Content starts

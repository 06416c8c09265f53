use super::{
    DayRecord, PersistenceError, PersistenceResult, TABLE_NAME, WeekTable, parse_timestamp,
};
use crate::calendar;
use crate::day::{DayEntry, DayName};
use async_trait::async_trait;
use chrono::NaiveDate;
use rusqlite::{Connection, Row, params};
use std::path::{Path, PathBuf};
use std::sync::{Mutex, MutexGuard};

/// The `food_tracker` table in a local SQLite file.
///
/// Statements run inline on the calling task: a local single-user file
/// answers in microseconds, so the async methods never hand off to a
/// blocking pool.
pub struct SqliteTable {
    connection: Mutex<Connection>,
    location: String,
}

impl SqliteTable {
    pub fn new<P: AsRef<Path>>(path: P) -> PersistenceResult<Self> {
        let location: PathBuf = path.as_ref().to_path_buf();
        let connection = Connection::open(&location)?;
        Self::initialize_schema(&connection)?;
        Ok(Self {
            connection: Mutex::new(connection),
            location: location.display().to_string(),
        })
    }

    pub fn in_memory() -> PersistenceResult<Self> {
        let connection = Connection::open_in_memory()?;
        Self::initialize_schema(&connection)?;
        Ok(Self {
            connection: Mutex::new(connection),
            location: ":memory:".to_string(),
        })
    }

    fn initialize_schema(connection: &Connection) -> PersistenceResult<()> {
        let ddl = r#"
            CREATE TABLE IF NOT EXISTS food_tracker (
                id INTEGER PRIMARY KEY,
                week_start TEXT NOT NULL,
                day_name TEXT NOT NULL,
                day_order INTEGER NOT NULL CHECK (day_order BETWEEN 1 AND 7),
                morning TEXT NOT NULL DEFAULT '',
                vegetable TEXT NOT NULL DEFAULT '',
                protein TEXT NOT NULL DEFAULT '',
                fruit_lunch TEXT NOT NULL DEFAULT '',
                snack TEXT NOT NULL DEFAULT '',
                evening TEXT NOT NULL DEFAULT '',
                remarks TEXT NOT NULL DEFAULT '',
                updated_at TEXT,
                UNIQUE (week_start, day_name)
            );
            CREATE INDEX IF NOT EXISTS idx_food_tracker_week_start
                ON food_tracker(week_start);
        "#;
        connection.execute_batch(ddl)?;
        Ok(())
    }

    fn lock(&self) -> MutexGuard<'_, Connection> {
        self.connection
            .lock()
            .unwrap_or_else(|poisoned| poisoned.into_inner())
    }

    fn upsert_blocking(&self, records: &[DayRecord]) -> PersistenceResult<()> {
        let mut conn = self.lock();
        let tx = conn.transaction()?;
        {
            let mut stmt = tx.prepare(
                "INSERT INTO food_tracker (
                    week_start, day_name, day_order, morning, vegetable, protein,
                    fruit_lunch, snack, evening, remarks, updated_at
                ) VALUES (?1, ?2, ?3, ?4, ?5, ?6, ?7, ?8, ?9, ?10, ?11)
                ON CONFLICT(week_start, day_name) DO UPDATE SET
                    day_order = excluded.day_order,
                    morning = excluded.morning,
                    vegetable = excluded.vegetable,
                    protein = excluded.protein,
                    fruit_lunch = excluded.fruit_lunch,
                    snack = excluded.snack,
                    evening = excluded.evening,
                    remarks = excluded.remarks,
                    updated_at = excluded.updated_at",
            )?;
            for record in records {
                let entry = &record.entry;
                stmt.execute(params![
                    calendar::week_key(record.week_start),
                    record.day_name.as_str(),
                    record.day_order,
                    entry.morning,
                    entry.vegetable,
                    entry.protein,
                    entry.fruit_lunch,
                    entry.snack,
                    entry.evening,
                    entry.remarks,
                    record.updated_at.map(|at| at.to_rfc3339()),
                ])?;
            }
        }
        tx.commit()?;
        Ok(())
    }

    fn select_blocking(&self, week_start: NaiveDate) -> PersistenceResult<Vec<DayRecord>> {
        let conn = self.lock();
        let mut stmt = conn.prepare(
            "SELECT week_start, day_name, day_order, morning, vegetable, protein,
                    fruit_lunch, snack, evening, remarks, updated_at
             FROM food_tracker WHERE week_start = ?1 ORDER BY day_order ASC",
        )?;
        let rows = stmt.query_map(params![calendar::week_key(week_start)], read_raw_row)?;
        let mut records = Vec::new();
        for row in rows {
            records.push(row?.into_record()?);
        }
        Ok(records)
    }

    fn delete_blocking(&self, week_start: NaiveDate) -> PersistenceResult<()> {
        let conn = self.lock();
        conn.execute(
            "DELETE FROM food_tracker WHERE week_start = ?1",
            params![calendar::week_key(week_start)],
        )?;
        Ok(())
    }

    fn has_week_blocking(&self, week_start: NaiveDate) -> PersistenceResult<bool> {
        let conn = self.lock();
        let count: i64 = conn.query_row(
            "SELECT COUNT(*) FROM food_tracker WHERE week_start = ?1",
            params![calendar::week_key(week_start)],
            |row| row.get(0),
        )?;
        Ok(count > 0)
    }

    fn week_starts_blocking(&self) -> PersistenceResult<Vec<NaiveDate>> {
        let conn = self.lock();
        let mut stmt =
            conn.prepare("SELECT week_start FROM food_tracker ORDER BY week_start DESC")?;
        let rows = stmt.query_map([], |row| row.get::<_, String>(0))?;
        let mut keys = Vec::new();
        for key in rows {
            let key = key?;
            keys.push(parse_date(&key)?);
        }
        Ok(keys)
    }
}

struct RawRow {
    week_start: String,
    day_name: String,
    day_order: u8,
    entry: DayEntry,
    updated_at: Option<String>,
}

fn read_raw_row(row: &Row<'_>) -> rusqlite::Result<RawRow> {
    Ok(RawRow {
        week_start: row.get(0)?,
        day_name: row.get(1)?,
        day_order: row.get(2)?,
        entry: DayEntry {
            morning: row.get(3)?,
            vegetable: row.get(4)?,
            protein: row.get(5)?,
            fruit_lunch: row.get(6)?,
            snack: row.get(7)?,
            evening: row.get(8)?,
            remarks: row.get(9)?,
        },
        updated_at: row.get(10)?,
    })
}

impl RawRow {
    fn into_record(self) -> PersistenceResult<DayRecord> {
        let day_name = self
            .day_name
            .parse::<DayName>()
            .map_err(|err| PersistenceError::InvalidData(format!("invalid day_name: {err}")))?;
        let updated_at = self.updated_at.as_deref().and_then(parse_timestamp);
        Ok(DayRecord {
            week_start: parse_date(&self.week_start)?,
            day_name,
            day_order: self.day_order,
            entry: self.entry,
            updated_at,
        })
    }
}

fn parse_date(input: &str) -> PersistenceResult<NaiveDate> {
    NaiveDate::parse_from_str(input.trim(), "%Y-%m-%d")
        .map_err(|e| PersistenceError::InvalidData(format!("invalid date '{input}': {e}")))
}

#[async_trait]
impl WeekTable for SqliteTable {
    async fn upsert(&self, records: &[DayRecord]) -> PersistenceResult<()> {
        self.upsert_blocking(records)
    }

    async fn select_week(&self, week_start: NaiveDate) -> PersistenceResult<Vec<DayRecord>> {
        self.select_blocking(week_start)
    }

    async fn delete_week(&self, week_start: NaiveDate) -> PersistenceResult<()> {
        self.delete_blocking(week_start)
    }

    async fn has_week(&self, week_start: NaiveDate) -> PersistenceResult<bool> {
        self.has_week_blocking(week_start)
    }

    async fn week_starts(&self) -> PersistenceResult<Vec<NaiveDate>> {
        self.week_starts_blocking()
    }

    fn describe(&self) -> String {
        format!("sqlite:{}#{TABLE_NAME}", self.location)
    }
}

Content ends
Content starts

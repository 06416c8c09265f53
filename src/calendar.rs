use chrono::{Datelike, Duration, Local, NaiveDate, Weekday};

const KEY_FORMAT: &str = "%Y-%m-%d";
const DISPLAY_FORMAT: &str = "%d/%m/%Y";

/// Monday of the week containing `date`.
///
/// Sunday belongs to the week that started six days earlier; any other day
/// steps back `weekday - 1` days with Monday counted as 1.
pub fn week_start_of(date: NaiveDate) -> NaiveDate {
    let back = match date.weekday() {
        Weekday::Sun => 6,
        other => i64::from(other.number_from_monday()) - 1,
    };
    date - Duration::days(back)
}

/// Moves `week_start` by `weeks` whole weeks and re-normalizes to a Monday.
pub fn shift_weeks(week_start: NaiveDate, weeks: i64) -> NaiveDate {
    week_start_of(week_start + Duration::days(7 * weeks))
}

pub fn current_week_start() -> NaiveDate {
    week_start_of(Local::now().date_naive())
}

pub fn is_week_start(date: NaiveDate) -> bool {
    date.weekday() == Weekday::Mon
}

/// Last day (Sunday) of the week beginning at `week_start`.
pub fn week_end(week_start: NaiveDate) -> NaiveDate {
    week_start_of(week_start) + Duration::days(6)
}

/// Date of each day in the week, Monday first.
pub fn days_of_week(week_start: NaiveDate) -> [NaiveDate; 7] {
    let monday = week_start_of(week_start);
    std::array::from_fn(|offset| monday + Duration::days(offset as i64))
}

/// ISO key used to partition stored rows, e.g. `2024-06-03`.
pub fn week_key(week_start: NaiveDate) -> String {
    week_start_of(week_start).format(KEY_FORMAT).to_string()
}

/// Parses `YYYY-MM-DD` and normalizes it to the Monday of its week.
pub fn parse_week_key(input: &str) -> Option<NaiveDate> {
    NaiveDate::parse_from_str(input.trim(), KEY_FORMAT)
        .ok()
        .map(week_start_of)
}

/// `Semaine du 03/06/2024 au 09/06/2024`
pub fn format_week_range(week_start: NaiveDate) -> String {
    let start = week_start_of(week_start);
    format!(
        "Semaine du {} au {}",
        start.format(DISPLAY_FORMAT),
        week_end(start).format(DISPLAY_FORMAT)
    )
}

Content ends
Content starts

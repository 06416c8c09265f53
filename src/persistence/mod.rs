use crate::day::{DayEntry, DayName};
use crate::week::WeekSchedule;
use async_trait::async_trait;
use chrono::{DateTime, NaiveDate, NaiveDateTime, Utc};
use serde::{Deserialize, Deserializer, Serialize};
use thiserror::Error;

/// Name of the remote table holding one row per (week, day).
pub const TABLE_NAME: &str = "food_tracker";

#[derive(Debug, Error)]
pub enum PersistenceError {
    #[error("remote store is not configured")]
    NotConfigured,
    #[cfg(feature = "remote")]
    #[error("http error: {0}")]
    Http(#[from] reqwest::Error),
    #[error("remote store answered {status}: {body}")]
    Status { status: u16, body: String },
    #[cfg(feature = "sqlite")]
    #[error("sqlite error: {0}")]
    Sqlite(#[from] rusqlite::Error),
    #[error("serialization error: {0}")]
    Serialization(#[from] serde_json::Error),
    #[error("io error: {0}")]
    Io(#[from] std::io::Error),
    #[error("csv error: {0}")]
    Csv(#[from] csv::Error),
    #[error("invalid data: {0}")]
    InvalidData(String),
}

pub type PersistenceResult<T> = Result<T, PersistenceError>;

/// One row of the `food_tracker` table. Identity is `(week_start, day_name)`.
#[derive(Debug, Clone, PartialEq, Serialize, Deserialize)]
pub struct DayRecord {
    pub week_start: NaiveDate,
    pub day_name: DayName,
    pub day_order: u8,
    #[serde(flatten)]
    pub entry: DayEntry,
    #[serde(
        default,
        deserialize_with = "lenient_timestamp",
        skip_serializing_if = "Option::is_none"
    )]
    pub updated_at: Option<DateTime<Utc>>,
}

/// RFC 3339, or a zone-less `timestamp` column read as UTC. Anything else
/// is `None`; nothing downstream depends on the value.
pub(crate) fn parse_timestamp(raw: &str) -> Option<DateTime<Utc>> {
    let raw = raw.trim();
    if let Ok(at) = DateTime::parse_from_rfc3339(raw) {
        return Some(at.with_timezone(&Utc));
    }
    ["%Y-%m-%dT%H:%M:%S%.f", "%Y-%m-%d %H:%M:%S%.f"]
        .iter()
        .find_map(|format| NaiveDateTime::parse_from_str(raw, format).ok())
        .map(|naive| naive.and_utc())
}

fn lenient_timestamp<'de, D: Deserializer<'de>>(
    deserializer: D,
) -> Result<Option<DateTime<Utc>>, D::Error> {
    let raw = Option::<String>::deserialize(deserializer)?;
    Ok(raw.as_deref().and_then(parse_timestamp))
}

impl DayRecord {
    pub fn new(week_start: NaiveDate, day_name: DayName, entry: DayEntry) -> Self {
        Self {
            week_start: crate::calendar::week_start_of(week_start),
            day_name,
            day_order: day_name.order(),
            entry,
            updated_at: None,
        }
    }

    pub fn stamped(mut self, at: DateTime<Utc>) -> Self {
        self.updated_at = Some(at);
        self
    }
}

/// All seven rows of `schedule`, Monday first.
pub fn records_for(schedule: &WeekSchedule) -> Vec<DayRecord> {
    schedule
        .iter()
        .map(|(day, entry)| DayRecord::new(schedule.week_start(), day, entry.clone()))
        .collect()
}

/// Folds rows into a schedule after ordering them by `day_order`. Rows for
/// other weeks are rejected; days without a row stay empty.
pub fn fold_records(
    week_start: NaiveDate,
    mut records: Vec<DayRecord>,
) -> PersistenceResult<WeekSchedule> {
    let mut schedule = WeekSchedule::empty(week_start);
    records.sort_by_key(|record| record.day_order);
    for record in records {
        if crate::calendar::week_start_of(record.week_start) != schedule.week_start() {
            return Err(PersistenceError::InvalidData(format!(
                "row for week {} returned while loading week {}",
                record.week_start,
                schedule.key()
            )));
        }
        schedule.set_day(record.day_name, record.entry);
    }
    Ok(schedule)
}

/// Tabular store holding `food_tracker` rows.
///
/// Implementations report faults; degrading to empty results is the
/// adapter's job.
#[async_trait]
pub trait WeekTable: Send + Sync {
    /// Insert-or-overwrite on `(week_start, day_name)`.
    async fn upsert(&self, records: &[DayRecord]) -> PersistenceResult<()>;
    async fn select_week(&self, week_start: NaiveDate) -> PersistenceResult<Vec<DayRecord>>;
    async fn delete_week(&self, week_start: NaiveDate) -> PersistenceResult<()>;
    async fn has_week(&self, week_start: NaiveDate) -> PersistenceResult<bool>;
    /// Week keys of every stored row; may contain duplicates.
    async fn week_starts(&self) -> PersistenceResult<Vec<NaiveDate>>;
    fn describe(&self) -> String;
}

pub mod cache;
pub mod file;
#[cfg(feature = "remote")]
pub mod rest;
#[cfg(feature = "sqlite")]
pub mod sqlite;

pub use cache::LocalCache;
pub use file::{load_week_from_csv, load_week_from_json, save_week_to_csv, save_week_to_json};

Content ends

Exercise aim:
Return each line of the records above in which the word "Option" occurs.

Exercise solution:
    updated_at: Option<String>,
pub fn parse_week_key(input: &str) -> Option<NaiveDate> {
        skip_serializing_if = "Option::is_none"
    pub updated_at: Option<DateTime<Utc>>,
pub(crate) fn parse_timestamp(raw: &str) -> Option<DateTime<Utc>> {
) -> Result<Option<DateTime<Utc>>, D::Error> {
    let raw = Option::<String>::deserialize(deserializer)?;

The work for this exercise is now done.